American physician (1874–1935)

George Stephen Weger (September 2, 1874 – January 16, 1935) was an American physician and natural hygiene proponent.

==Biography==
Weger was born in Baltimore, Maryland. In 1895, he attended Baltimore Medical College and obtained his medical degree in 1898. From 1898, Weger worked as a physician in Delphos, Ohio. He was a devout Catholic. He married Katie C. Trame on October 1, 1900.

Weger practiced medicine in Delphos until 1912. He was general manager of Mueller Implement and Auto Company in Delphos. He was a member of the California State and San Bernardino County Medical Associations, Delphos Commercial Club and Vice President of the Society for the Prevention of Tuberculosis.

After 1912, Weger rejected conventional medicine and was associated with the natural hygiene movement. In his book Dietetic Disappointments and Failures, he recommended fasting, a fruit, vegetable and nut diet and for people to avoid drugs, flour, meat, salt, spices, alcohol, coffee, tea, all processed foods and sexual excitement. In 1920, the California State Journal of Medicine noted that "Weger, with an inchoate grouch against the medical profession, of which, we surmise, he is a misrepresentative member."
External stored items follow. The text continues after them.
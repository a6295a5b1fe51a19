//! Step execution: gating, retry, dispatch, and failure policy
//!
//! One step runs as: skipIf/onlyIf gating, random pre-action delay, then a
//! bounded-retry loop around the dispatched action (each attempt under the
//! step's timeout), a trailing fixed wait on success, and finally the
//! failure policy. `skipOnError` silences an error before
//! `terminateonerror` is consulted; the default is log-and-continue.

use crate::collector::Collector;
use crate::conditions::evaluate_condition;
use crate::errors::EngineError;
use crate::handlers;
use crate::placeholders;
use crate::resolve;
use crate::retry::RetryPolicy;
use crate::sink::ResultSink;
use async_recursion::async_recursion;
use rand::Rng;
use std::time::Duration;
use stepflow_driver::{Locator, PageDriver, StorageScope};
use stepflow_model::{ActionKind, RandomDelay, Step};
use tracing::{debug, warn};

/// Execution position: the enclosing foreach element (if any), the nearest
/// loop index, and the foreach nesting depth (0 = page level).
#[derive(Debug, Clone, Copy)]
pub(crate) struct Frame<'a> {
    pub scope: Option<&'a Locator>,
    pub index: Option<usize>,
    pub depth: usize,
}

impl Frame<'static> {
    pub fn root() -> Self {
        Self {
            scope: None,
            index: None,
            depth: 0,
        }
    }
}

/// How a step invocation ended, after the failure policy was applied.
#[derive(Debug)]
pub(crate) enum StepOutcome {
    Completed,
    /// Gated off by skipIf/onlyIf, or the error was silenced by
    /// `skipOnError`.
    Skipped,
    /// Failed, logged, and treated as a no-op (default policy).
    Failed(EngineError),
}

/// Execute one step under the full retry + failure policy.
#[async_recursion]
pub(crate) async fn execute_step(
    driver: &dyn PageDriver,
    step: &Step,
    collector: &mut Collector,
    sink: &mut ResultSink<'_>,
    frame: Frame<'async_recursion>,
) -> Result<StepOutcome, EngineError> {
    debug!(step = %step.id, action = %step.action, "executing step");

    // skipIf is checked before onlyIf.
    if let Some(expression) = &step.skip_if {
        if evaluate_condition(driver, expression, collector, frame.index).await {
            debug!(step = %step.id, "skipping step (skipIf true)");
            return Ok(StepOutcome::Skipped);
        }
    }
    if let Some(expression) = &step.only_if {
        if !evaluate_condition(driver, expression, collector, frame.index).await {
            debug!(step = %step.id, "skipping step (onlyIf false)");
            return Ok(StepOutcome::Skipped);
        }
    }

    apply_random_delay(step.random_delay).await;

    let policy = RetryPolicy::from_step(step);
    let mut attempt: u32 = 0;
    let result = loop {
        match dispatch_timed(driver, step, collector, sink, frame).await {
            Ok(()) => break Ok(()),
            Err(err) => match policy.delay_before_retry(attempt) {
                Some(delay) => {
                    attempt += 1;
                    warn!(
                        step = %step.id,
                        attempt,
                        budget = policy.budget,
                        error = %err,
                        "step attempt failed, retrying"
                    );
                    tokio::time::sleep(delay).await;
                }
                None => break Err(err),
            },
        }
    };

    match result {
        Ok(()) => {
            if let Some(wait) = step.wait.filter(|w| *w > 0) {
                if trailing_wait_applies(step.action) {
                    tokio::time::sleep(Duration::from_millis(wait)).await;
                }
            }
            Ok(StepOutcome::Completed)
        }
        Err(err) => {
            if step.skips_on_error() {
                warn!(step = %step.id, error = %err, "step failed (skipOnError set), skipping");
                Ok(StepOutcome::Skipped)
            } else if step.terminates_on_error() {
                Err(err.for_step(&step.id, step.action.name()))
            } else {
                warn!(step = %step.id, error = %err, "step failed, continuing");
                Ok(StepOutcome::Failed(err))
            }
        }
    }
}

/// Execute a list of sibling steps in order. With `init` set, a failure
/// that the default policy would merely log aborts the run instead: init
/// steps are assumed prerequisite for everything after them.
pub(crate) async fn execute_step_list(
    driver: &dyn PageDriver,
    steps: &[Step],
    collector: &mut Collector,
    sink: &mut ResultSink<'_>,
    frame: Frame<'_>,
    init: bool,
) -> Result<(), EngineError> {
    for step in steps {
        match execute_step(driver, step, collector, sink, frame).await? {
            StepOutcome::Failed(err) if init => {
                return Err(err.for_step(&step.id, step.action.name()));
            }
            _ => {}
        }
    }
    Ok(())
}

/// One dispatch attempt under the step's own timeout.
async fn dispatch_timed(
    driver: &dyn PageDriver,
    step: &Step,
    collector: &mut Collector,
    sink: &mut ResultSink<'_>,
    frame: Frame<'_>,
) -> Result<(), EngineError> {
    match step.timeout {
        Some(ms) => tokio::time::timeout(
            Duration::from_millis(ms),
            dispatch(driver, step, collector, sink, frame),
        )
        .await
        .map_err(|_| EngineError::ActionTimeout {
            step: step.id.clone(),
            ms,
        })?,
        None => dispatch(driver, step, collector, sink, frame).await,
    }
}

/// Map the step's action kind to its handler.
async fn dispatch(
    driver: &dyn PageDriver,
    step: &Step,
    collector: &mut Collector,
    sink: &mut ResultSink<'_>,
    frame: Frame<'_>,
) -> Result<(), EngineError> {
    match step.action {
        ActionKind::Navigate => {
            let url = placeholders::resolve(
                step.value.as_deref().unwrap_or_default(),
                collector,
                frame.index,
            );
            if url.is_empty() {
                return Err(EngineError::InvalidStep {
                    id: step.id.clone(),
                    reason: "navigate requires a value URL".into(),
                });
            }
            driver
                .navigate(&url, step.wait_until.unwrap_or_default())
                .await?;
            Ok(())
        }
        ActionKind::Input => handlers::interact::input(driver, step, collector, frame).await,
        ActionKind::Click => handlers::interact::click(driver, step, collector, frame).await,
        ActionKind::Data => handlers::data::extract_data(driver, step, collector, frame).await,
        ActionKind::Scroll => handlers::page::scroll(driver, step, collector, frame).await,
        ActionKind::ForEach => handlers::loops::foreach(driver, step, collector, sink, frame).await,
        ActionKind::Open => handlers::loops::open(driver, step, collector, sink, frame).await,
        ActionKind::EventBaseDownload => {
            handlers::files::event_download(driver, step, collector, frame).await
        }
        ActionKind::SavePdf | ActionKind::PrintToPdf => {
            handlers::files::save_pdf(driver, step, collector, frame).await
        }
        ActionKind::DownloadPdf | ActionKind::DownloadFile => {
            handlers::files::download(driver, step, collector, frame).await
        }
        ActionKind::Reload => handlers::page::reload(driver, step).await,
        ActionKind::GetUrl => handlers::page::get_url(driver, step, collector, frame).await,
        ActionKind::GetTitle => handlers::page::get_title(driver, step, collector, frame).await,
        ActionKind::GetMeta => handlers::page::get_meta(driver, step, collector, frame).await,
        ActionKind::GetCookies => {
            handlers::page::get_cookies(driver, step, collector, frame).await
        }
        ActionKind::SetCookies => {
            handlers::page::set_cookies(driver, step, collector, frame).await
        }
        ActionKind::GetLocalStorage => {
            handlers::page::get_storage(driver, step, collector, frame, StorageScope::Local).await
        }
        ActionKind::SetLocalStorage => {
            handlers::page::set_storage(driver, step, collector, frame, StorageScope::Local).await
        }
        ActionKind::GetSessionStorage => {
            handlers::page::get_storage(driver, step, collector, frame, StorageScope::Session)
                .await
        }
        ActionKind::SetSessionStorage => {
            handlers::page::set_storage(driver, step, collector, frame, StorageScope::Session)
                .await
        }
        ActionKind::GetViewportSize => {
            handlers::page::get_viewport(driver, step, collector, frame).await
        }
        ActionKind::SetViewportSize => handlers::page::set_viewport(driver, step).await,
        ActionKind::Screenshot => {
            handlers::page::screenshot(driver, step, collector, frame).await
        }
        ActionKind::WaitForSelector => {
            handlers::page::wait_for_selector(driver, step, collector, frame).await
        }
        ActionKind::Evaluate => handlers::page::evaluate(driver, step, collector, frame).await,
    }
}

/// Auxiliary pre-action wait (`waitForSelector` on an element action). A
/// wait that never settles does not by itself fail the step.
pub(crate) async fn wait_for_aux_selector(
    driver: &dyn PageDriver,
    step: &Step,
    collector: &Collector,
    frame: Frame<'_>,
) {
    let Some(selector) = &step.wait_for_selector else {
        return;
    };
    let value = placeholders::resolve(selector, collector, frame.index);
    let target = resolve::locator(frame.scope, step.object_type, &value);
    let state = step.wait_for_selector_state.unwrap_or_default();
    let timeout_ms = step.wait_for_selector_timeout.unwrap_or(30_000);
    if let Err(err) = driver.wait_for(&target, state, timeout_ms).await {
        debug!(step = %step.id, error = %err, "auxiliary wait did not settle, continuing");
    }
}

async fn apply_random_delay(delay: Option<RandomDelay>) {
    let Some(RandomDelay { min, max }) = delay else {
        return;
    };
    if max <= min {
        return;
    }
    let ms = rand::thread_rng().gen_range(min..=max);
    tokio::time::sleep(Duration::from_millis(ms)).await;
}

/// `wait` doubles as a timeout for foreach (attach wait) and the
/// waitForSelector action; everywhere else it is a trailing sleep.
fn trailing_wait_applies(action: ActionKind) -> bool {
    !matches!(action, ActionKind::ForEach | ActionKind::WaitForSelector)
}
Weger was director and owner of Weger Health School in Redlands, California (1923–1935). He died at his school on January 16, 1935, from a heart attack. A chair was established at the Medical School of Columbia University in memory of Weger.

==Publications==

- Health Lessons (1925)
- The Genesis and Control of Disease (1931)
- Dietetic Disappointments and Failures (1994 reprint)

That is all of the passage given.